Tsurukhaitu was a trading post along the Russo-Chinese border north of Beijing during the eighteenth century. For background see Kyakhta trade. It was never successful because the Kyakhta route was easier than the long trek east from Lake Baikal. The trade route ran from Irkutsk east to Tsurukhaitu (about 7 weeks) and southeast through Qiqihar and the Shanhai Pass to Beijing, over 650 miles longer than the Kyakhta route. By the Treaty of Kyakhta (1727) all official trade was to be conducted through border posts near the future Kyakhta and Tsurukhaitu. Once the Treaty was completed Sava Vladislavich made elaborate plans for the two new posts, Tsurukhaitu being somewhat smaller. Previously trade in the area was from Nerchinsk to Qiqihar. The site was chosen in 1728 by Temofei Burtsov, a commissar of the Argun silver mines(sic) and a Chinese officer. Construction did not begin until 1736 because of obstruction by a local official and the distance that lumber had to be carried. The site was poor, firewood was over 25 miles distant and it was frequently flooded by the Argun River.
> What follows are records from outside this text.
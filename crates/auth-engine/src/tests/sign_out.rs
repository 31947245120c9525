//! Sign-out tests.

use super::harness::{
    expired_session, fresh_session, invalid_grant, server_unavailable, wait_until, ClientHarness,
    EventRecorder, MockResponse,
};
use crate::params::SignOutScope;
use crate::types::AuthChangeEvent;
use crate::AuthError;
use auth_storage::{LocalStorage, StorageKeys};
use serde_json::json;
use std::time::Duration;

async fn signed_in_client() -> (ClientHarness, EventRecorder) {
    let h = ClientHarness::new();
    h.seed(&fresh_session("a1", "r1"));
    let recorder = EventRecorder::on_client(&h.client);
    wait_until(|| !recorder.events().is_empty()).await;
    (h, recorder)
}

#[tokio::test]
async fn others_scope_keeps_local_session() {
    let (h, recorder) = signed_in_client().await;
    h.transport.on("logout", MockResponse::Raw(204, Vec::new()));

    h.client.sign_out(SignOutScope::Others).await.unwrap();
    tokio::time::sleep(Duration::from_millis(20)).await;

    assert_eq!(
        h.stored_session().map(|session| session.access_token),
        Some("a1".to_string())
    );
    assert_eq!(recorder.count(AuthChangeEvent::SignedOut), 0);

    let request = &h.transport.requests("logout")[0];
    assert_eq!(request.query_param("scope").as_deref(), Some("others"));
    assert_eq!(request.header("authorization"), Some("Bearer a1"));
}

#[tokio::test]
async fn not_found_still_clears_session_with_one_event() {
    let (h, recorder) = signed_in_client().await;
    h.transport.on(
        "logout",
        MockResponse::Json(404, json!({"code": 404, "msg": "Session not found"})),
    );

    h.client.sign_out(SignOutScope::Local).await.unwrap();
    wait_until(|| recorder.count(AuthChangeEvent::SignedOut) == 1).await;
    tokio::time::sleep(Duration::from_millis(20)).await;

    assert!(h.stored_session().is_none());
    assert_eq!(recorder.count(AuthChangeEvent::SignedOut), 1);
    assert!(recorder.changes().last().unwrap().session.is_none());
}

#[tokio::test]
async fn unauthorized_and_forbidden_count_as_signed_out() {
    for status in [401u16, 403] {
        let (h, _recorder) = signed_in_client().await;
        h.transport.on(
            "logout",
            MockResponse::Json(status, json!({"msg": "invalid JWT"})),
        );

        assert!(h.client.sign_out(SignOutScope::Global).await.is_ok());
        assert!(h.stored_session().is_none());
    }
}

#[tokio::test]
async fn other_logout_failures_surface_after_local_clear() {
    let (h, recorder) = signed_in_client().await;
    h.transport.on(
        "logout",
        MockResponse::Json(500, json!({"msg": "database unavailable"})),
    );

    let result = h.client.sign_out(SignOutScope::Local).await;
    wait_until(|| recorder.count(AuthChangeEvent::SignedOut) == 1).await;

    match result {
        Err(AuthError::Api(api)) => assert_eq!(api.status, 500),
        other => panic!("expected API error, got {:?}", other),
    }
    assert!(h.stored_session().is_none());
}

#[tokio::test]
async fn global_scope_is_sent_to_server() {
    let (h, _recorder) = signed_in_client().await;
    h.transport.on("logout", MockResponse::Raw(204, Vec::new()));

    h.client.sign_out(SignOutScope::Global).await.unwrap();

    let request = &h.transport.requests("logout")[0];
    assert_eq!(request.query_param("scope").as_deref(), Some("global"));
}

#[tokio::test]
async fn without_session_only_local_state_is_cleared() {
    let h = ClientHarness::new();
    let recorder = EventRecorder::on_client(&h.client);
    wait_until(|| !recorder.events().is_empty()).await;

    h.client.sign_out(SignOutScope::Local).await.unwrap();
    wait_until(|| recorder.count(AuthChangeEvent::SignedOut) == 1).await;

    assert_eq!(h.transport.total_calls(), 0);
}

#[tokio::test(start_paused = true)]
async fn local_state_is_cleared_before_remote_call() {
    let (h, recorder) = signed_in_client().await;
    h.transport.on(
        "logout",
        MockResponse::delayed(Duration::from_secs(5), MockResponse::Raw(204, Vec::new())),
    );

    let (result, during) = tokio::join!(h.client.sign_out(SignOutScope::Local), async {
        tokio::time::sleep(Duration::from_millis(10)).await;
        (h.stored_session(), recorder.count(AuthChangeEvent::SignedOut))
    });

    assert!(result.is_ok());
    assert_eq!(during, (None, 1));
}

#[tokio::test]
async fn sign_out_removes_pending_code_verifier() {
    let (h, _recorder) = signed_in_client().await;
    h.transport.on("logout", MockResponse::Raw(204, Vec::new()));
    let verifier_key = StorageKeys::code_verifier_key(StorageKeys::DEFAULT_SESSION_KEY);
    h.storage.store(&verifier_key, b"verifier").unwrap();

    h.client.sign_out(SignOutScope::Local).await.unwrap();

    assert!(!h.storage.has(&verifier_key).unwrap());
}

#[tokio::test]
async fn others_scope_with_expired_session_leaves_it_in_place() {
    let h = ClientHarness::new();
    h.seed(&expired_session("a1", "r1"));
    h.transport.on("token", invalid_grant());
    h.transport.on("logout", MockResponse::Raw(204, Vec::new()));

    h.client.sign_out(SignOutScope::Others).await.unwrap();

    assert_eq!(
        h.stored_session().map(|session| session.access_token),
        Some("a1".to_string())
    );
    assert_eq!(h.transport.calls("token"), 0);
    let request = &h.transport.requests("logout")[0];
    assert_eq!(request.header("authorization"), Some("Bearer a1"));
}

#[tokio::test(start_paused = true)]
async fn expired_session_is_cleared_without_refreshing() {
    let h = ClientHarness::new();
    h.seed(&expired_session("a1", "r1"));
    h.transport.on("token", server_unavailable());
    h.transport.on("logout", MockResponse::Raw(204, Vec::new()));

    let started = tokio::time::Instant::now();
    h.client.sign_out(SignOutScope::Local).await.unwrap();

    assert!(started.elapsed() < Duration::from_secs(1));
    assert!(h.stored_session().is_none());
    assert_eq!(h.transport.calls("token"), 0);
    let request = &h.transport.requests("logout")[0];
    assert_eq!(request.header("authorization"), Some("Bearer a1"));
    assert_eq!(request.query_param("scope").as_deref(), Some("local"));
}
In 1756 to fort was moved downstream to a new site. Unlike Kyakhta, the Manchus never erected a fort on their side of the border. Instead it was visited for about a month in early summer by merchants and border inspectors. In 1733 the official caravan tried to return by Tsurukhaitu rather than Kyakhta. Goods were spoiled due to lack of covered storage at the fort, they had difficulty finding laborers and it took all summer to travel west to Irkutsk. Maximum Russian exports at Tsurukhaitu were 2,845 rubles in 1768. The Kyakhta trade grew from 300,000 rubles in 1727 to 5,000,000 in 1805.

Today the old and new sites are the villages of Starotsurukhaitui and Novotsurukhaitui with populations of about 900 and 1800 respectively. The name comes from an Evenki word for pike.